TASK REQUIREMENTS: In the entries that follow, find the word "current" and report each line it is on.

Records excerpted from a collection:
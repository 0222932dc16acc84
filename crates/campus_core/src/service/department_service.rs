//! Department use-case service.

use crate::model::department::{Department, DepartmentDraft, DepartmentFull, DepartmentPatch};
use crate::model::EntityId;
use crate::repo::department_repo::DepartmentRepository;
use crate::repo::university_repo::UniversityRepository;
use crate::service::{record, ServiceError, ServiceResult};
use crate::validation::check_department;

/// Service facade over department storage, validating against universities.
pub struct DepartmentService<R: DepartmentRepository, U: UniversityRepository> {
    repo: R,
    universities: U,
}

impl<R: DepartmentRepository, U: UniversityRepository> DepartmentService<R, U> {
    pub fn new(repo: R, universities: U) -> Self {
        Self { repo, universities }
    }

    /// Validates and inserts a department, returning the stored full view.
    pub fn add(&self, mut draft: DepartmentDraft) -> ServiceResult<DepartmentFull> {
        let result = self.repo.atomically(|| -> ServiceResult<DepartmentFull> {
            check_department(&draft, &self.universities)?;
            let id = self.repo.add(&mut draft)?;
            self.repo
                .get_by_id(id)?
                .ok_or(ServiceError::InconsistentState(
                    "created department not found in read-back",
                ))
        });
        record("department_add", result)
    }

    /// Validates and persists an already merged candidate.
    pub fn update(&self, draft: &DepartmentDraft) -> ServiceResult<bool> {
        let result = self.repo.atomically(|| -> ServiceResult<bool> {
            check_department(draft, &self.universities)?;
            Ok(self.repo.update(draft)?)
        });
        record("department_update", result)
    }

    /// Loads department `id`, merges `patch`, validates and persists it.
    ///
    /// An explicit `null` university reference is rejected by validation.
    pub fn patch(&self, id: EntityId, patch: DepartmentPatch) -> ServiceResult<Option<DepartmentFull>> {
        let result = self.repo.atomically(|| -> ServiceResult<Option<DepartmentFull>> {
            let Some(current) = self.repo.get_by_id(id)? else {
                return Ok(None);
            };
            let mut draft = DepartmentDraft::from(&current);
            patch.apply(&mut draft);

            check_department(&draft, &self.universities)?;
            if !self.repo.update(&draft)? {
                return Ok(None);
            }
            self.repo
                .get_by_id(id)?
                .ok_or(ServiceError::InconsistentState(
                    "updated department not found in read-back",
                ))
                .map(Some)
        });
        record("department_patch", result)
    }

    /// Deletes a department together with its professors.
    pub fn delete(&self, id: EntityId) -> ServiceResult<bool> {
        record("department_delete", self.repo.delete(id).map_err(Into::into))
    }

    pub fn get_by_id(&self, id: EntityId) -> ServiceResult<Option<DepartmentFull>> {
        record("department_get", self.repo.get_by_id(id).map_err(Into::into))
    }

    pub fn get(&self) -> ServiceResult<Vec<Department>> {
        record("department_list", self.repo.get().map_err(Into::into))
    }
}
mod error;
mod instance;
pub mod json;
mod schema;

pub use error::MessageError;
pub use instance::{FieldValue, MessageInstance};
pub use schema::{Descriptor, EnumDescriptor, FieldDescriptor, FieldKind, MessageSchema};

ANSWER SPACE:
            let Some(current) = self.repo.get_by_id(id)? else {
            let mut draft = DepartmentDraft::from(&current);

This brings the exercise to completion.